Adding to the steady stream of impressive UK female vocalists of late (hello Mabel, Nao), Jorja Smith is an 18-year-old newcomer from Walsall who’s ripping the internet to shreds at present while allegedly still holding down a day job at Starbucks.

Pigeons & Planes premiered her debut single ‘Blue Lights’ last week, and it’s already clocked up over 100k SoundCloud plays, alongside support tweets from Stormzy, Elf Kid and – this might have had something to do with the high play count – Skrillex.

All the plaudits are worth it too, because ‘Blue Lights’ is a fantastically introspective and clever piece of songwriting. With vocals delivered in a similarly despondent tone to Alessia Cara’s ‘Here’ from last year, where it differs to that track is that Cara made her introduction all about herself. ‘Blue Lights’ is concerned with everyone but Smith, who plays the part of the restless, internally bruised onlooker to perfection.
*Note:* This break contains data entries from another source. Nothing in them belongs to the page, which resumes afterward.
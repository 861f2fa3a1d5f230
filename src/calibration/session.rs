// CalibrationSession - orchestrates one tap-offset calibration run
//
// Owns the running measurement (scheduler + tap capture), drives it from the
// injected clock, and reports progress through a broadcast channel of
// CalibrationEvent. Only one run can be in flight per session: starting while
// running is refused, never queued or replaced.
//
// Workflow:
// 1. start_calibration() - count-in begins, first beat fires immediately
// 2. tick() from the host loop - releases due beats, switches to measuring
// 3. register_tap() from the input handler - records samples while measuring
// 4. after the last beat - estimator runs, offset goes to the settings sink

use tokio::sync::broadcast;

use crate::audio::{SilentTick, TickPlayer};
use crate::calibration::estimator::{estimate_offset, CalibrationResult};
use crate::calibration::events::CalibrationEvent;
use crate::calibration::scheduler::{BeatScheduler, SchedulerEvent, SchedulerPhase};
use crate::calibration::tap_capture::{TapCapture, TapSample};
use crate::clock::Clock;
use crate::config::{AppConfig, CalibrationConfig};
use crate::error::{log_calibration_error, CalibrationError};
use crate::settings::{SettingsSink, JUDGEMENT_OFFSET_KEY};

/// Session lifecycle, identical to the scheduler's phases
pub type SessionState = SchedulerPhase;

pub const STATUS_COUNT_IN: &str = "Listen to the beat...";
pub const STATUS_MEASURING: &str = "Tap along with the beat!";
pub const STATUS_NOT_ENOUGH_TAPS: &str = "Not enough taps. Try again.";
pub const STATUS_INCONSISTENT_TAPS: &str = "Taps were too inconsistent. Try again.";

const DEFAULT_EVENT_BUFFER: usize = 128;

/// State that lives only for the duration of one run
struct Measurement {
    scheduler: BeatScheduler,
    capture: TapCapture,
    measurement_start: Option<f64>,
}

/// Calibration orchestrator
pub struct CalibrationSession {
    config: CalibrationConfig,
    clock: Box<dyn Clock>,
    tick_player: Box<dyn TickPlayer>,
    settings: Option<Box<dyn SettingsSink>>,
    events: broadcast::Sender<CalibrationEvent>,
    state: SessionState,
    active: Option<Measurement>,
    last_result: Option<CalibrationResult>,
}

impl CalibrationSession {
    /// Create an idle session
    ///
    /// The configuration is validated when a run starts, not here.
    pub fn new<C: Clock + 'static>(config: CalibrationConfig, clock: C) -> Self {
        let (events, _) = broadcast::channel(DEFAULT_EVENT_BUFFER);
        Self {
            config,
            clock: Box::new(clock),
            tick_player: Box::new(SilentTick),
            settings: None,
            events,
            state: SessionState::Idle,
            active: None,
            last_result: None,
        }
    }

    /// Create a session from the application config
    pub fn from_app_config<C: Clock + 'static>(config: &AppConfig, clock: C) -> Self {
        Self::new(config.calibration.clone(), clock).with_event_buffer(config.events.buffer_size)
    }

    /// Replace the notification channel with one of `capacity` events
    ///
    /// Existing subscribers stay attached to the old channel.
    pub fn with_event_buffer(mut self, capacity: usize) -> Self {
        let (events, _) = broadcast::channel(capacity.max(1));
        self.events = events;
        self
    }

    /// Attach the host's audible tick
    pub fn with_tick_player<T: TickPlayer + 'static>(mut self, player: T) -> Self {
        self.tick_player = Box::new(player);
        self
    }

    /// Attach the settings store that receives the final offset
    pub fn with_settings_sink<S: SettingsSink + 'static>(mut self, sink: S) -> Self {
        self.settings = Some(Box::new(sink));
        self
    }

    /// Subscribe to session notifications
    pub fn subscribe(&self) -> broadcast::Receiver<CalibrationEvent> {
        self.events.subscribe()
    }

    pub fn state(&self) -> SessionState {
        self.state
    }

    pub fn is_running(&self) -> bool {
        self.state.is_running()
    }

    pub fn config(&self) -> &CalibrationConfig {
        &self.config
    }

    /// Replace the configuration used by the next run
    ///
    /// # Errors
    /// - `AlreadyInProgress` while a run is active
    /// - `InvalidConfiguration` if the new config breaks the scheduling invariants
    pub fn set_config(&mut self, config: CalibrationConfig) -> Result<(), CalibrationError> {
        if self.is_running() {
            return Err(CalibrationError::AlreadyInProgress);
        }
        config.validate()?;
        self.config = config;
        Ok(())
    }

    /// Result of the most recent successful run
    pub fn last_result(&self) -> Option<CalibrationResult> {
        self.last_result
    }

    /// Samples accepted so far in the current run
    pub fn samples(&self) -> &[TapSample] {
        self.active
            .as_ref()
            .map(|m| m.capture.samples())
            .unwrap_or(&[])
    }

    /// Clock time of the next scheduled beat or phase change
    pub fn next_beat_due(&self) -> Option<f64> {
        self.active.as_ref().and_then(|m| m.scheduler.next_due())
    }

    /// Start a new calibration run
    ///
    /// # Errors
    /// - `AlreadyInProgress` if a run is active; the active run is untouched
    /// - `InvalidConfiguration` if the config breaks the scheduling invariants
    pub fn start_calibration(&mut self) -> Result<(), CalibrationError> {
        if self.is_running() {
            let err = CalibrationError::AlreadyInProgress;
            log_calibration_error(&err, "start_calibration");
            return Err(err);
        }

        self.config.validate().inspect_err(|err| {
            log_calibration_error(err, "start_calibration");
        })?;

        let now = self.clock.now();
        let mut scheduler = BeatScheduler::new();
        scheduler.start(
            now,
            self.config.bpm,
            self.config.count_in_beats,
            self.config.total_beats,
        )?;
        let capture = TapCapture::new(
            scheduler.interval_seconds(),
            self.config.discard_first_beats,
            self.config.total_beats,
        );

        self.active = Some(Measurement {
            scheduler,
            capture,
            measurement_start: None,
        });
        self.state = SessionState::CountIn;
        self.last_result = None;

        log::info!(
            "[CalibrationSession] Started: bpm={}, count_in={}, beats={}, discard={}",
            self.config.bpm,
            self.config.count_in_beats,
            self.config.total_beats,
            self.config.discard_first_beats
        );

        self.publish(CalibrationEvent::StatusChanged {
            message: STATUS_COUNT_IN.to_string(),
        });
        self.tick();
        Ok(())
    }

    /// Cancel the active run without computing a result
    ///
    /// # Returns
    /// `true` if a run was cancelled, `false` if nothing was running
    pub fn cancel_calibration(&mut self) -> bool {
        if !self.is_running() {
            return false;
        }

        if let Some(measurement) = self.active.as_mut() {
            measurement.scheduler.cancel();
        }
        self.tick();
        true
    }

    /// Advance the run to the current clock time
    ///
    /// Call once per host frame or timer tick. Returns the resulting state.
    pub fn tick(&mut self) -> SessionState {
        let now = self.clock.now();
        while let Some(event) = self
            .active
            .as_mut()
            .and_then(|measurement| measurement.scheduler.poll(now))
        {
            self.handle_scheduler_event(event);
        }
        self.state
    }

    /// Register a tap at the current clock time
    ///
    /// The run is first advanced to the clock, so a tap is judged against the
    /// scheduled phase boundaries rather than the last host `tick()`.
    pub fn register_tap(&mut self) -> Option<TapSample> {
        if self.tick() != SessionState::Measuring {
            return None;
        }
        let start = self.active.as_ref()?.measurement_start?;
        let elapsed = self.clock.now() - start;
        self.register_tap_elapsed(elapsed)
    }

    /// Register a tap `elapsed_seconds` after measurement started
    ///
    /// No-op unless measuring. Returns the stored sample, or `None` if the tap
    /// was ignored or fell in the adaptation window.
    pub fn register_tap_elapsed(&mut self, elapsed_seconds: f64) -> Option<TapSample> {
        if self.state != SessionState::Measuring {
            return None;
        }

        let sample = self.active.as_mut()?.capture.record(elapsed_seconds)?;
        log::debug!(
            "[CalibrationSession] Tap on beat {}: {:+.1}ms",
            sample.beat_index,
            sample.raw_offset_seconds * 1000.0
        );
        Some(sample)
    }

    fn handle_scheduler_event(&mut self, event: SchedulerEvent) {
        match event {
            SchedulerEvent::Pulse(pulse) => {
                self.tick_player.play_tick(pulse.index, pulse.total);
                self.publish(CalibrationEvent::Beat {
                    index: pulse.index,
                    total: pulse.total,
                });
            }
            SchedulerEvent::MeasurementStarted { at } => {
                if let Some(measurement) = self.active.as_mut() {
                    measurement.measurement_start = Some(at);
                }
                self.state = SessionState::Measuring;
                self.publish(CalibrationEvent::StatusChanged {
                    message: STATUS_MEASURING.to_string(),
                });
            }
            SchedulerEvent::Completed { .. } => {
                self.state = SessionState::Completed;
                self.finish_measurement();
            }
            SchedulerEvent::Cancelled => {
                self.state = SessionState::Cancelled;
                self.active = None;
                log::info!("[CalibrationSession] Cancelled by user");
                self.publish(CalibrationEvent::CalibrationCancelled);
            }
        }
    }

    fn finish_measurement(&mut self) {
        let Some(measurement) = self.active.take() else {
            return;
        };
        let offsets = measurement.capture.offsets();

        match estimate_offset(&offsets) {
            Ok(result) => {
                if let Some(sink) = self.settings.as_mut() {
                    sink.store_offset(JUDGEMENT_OFFSET_KEY, result.final_offset_seconds);
                }
                self.last_result = Some(result);

                log::info!(
                    "[CalibrationSession] Result: {}ms (raw={} taps, filtered={}, seen={})",
                    result.offset_ms(),
                    result.total_tap_count,
                    result.accepted_sample_count,
                    measurement.capture.taps_seen()
                );

                self.publish(CalibrationEvent::StatusChanged {
                    message: format!(
                        "Offset: {}ms ({} taps)",
                        result.offset_ms(),
                        result.accepted_sample_count
                    ),
                });
                self.publish(CalibrationEvent::CalibrationComplete {
                    offset_seconds: result.final_offset_seconds,
                });
            }
            Err(err) => {
                log_calibration_error(&err, "finish_calibration");
                self.state = SessionState::Cancelled;

                let message = match err {
                    CalibrationError::InsufficientSamples { .. } => STATUS_NOT_ENOUGH_TAPS,
                    _ => STATUS_INCONSISTENT_TAPS,
                };
                self.publish(CalibrationEvent::StatusChanged {
                    message: message.to_string(),
                });
                self.publish(CalibrationEvent::CalibrationCancelled);
            }
        }
    }

    fn publish(&self, event: CalibrationEvent) {
        log::debug!("[CalibrationSession] -> {}", event.kind());
        // No subscribers is fine; the UI may not be listening yet
        let _ = self.events.send(event);
    }
}

#[cfg(test)]
mod tests;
It’s about lamenting the culture of crap schools, endless boredom and oppressive police in one-horse towns, and where all that inevitably leads. And while that type of fare has been covered a million times before, there’s something more insistent about Smith’s vocal here – she’s pitched somewhere between the childlike croon of Amy Winehouse pre-‘Rehab’ and the otherworldly tones of Miseducation-era Lauren Hill – that cuts though. The second half of the track, when she realises there’s no way back for the song’s protagonist and changes her tack, telling him/her to run (“the blue lights are coming for you”) is cutting and emotional.

Throw in a nifty sample of Dizzee Rascal’s ‘Siren’ and you’ve got something very special on your hands.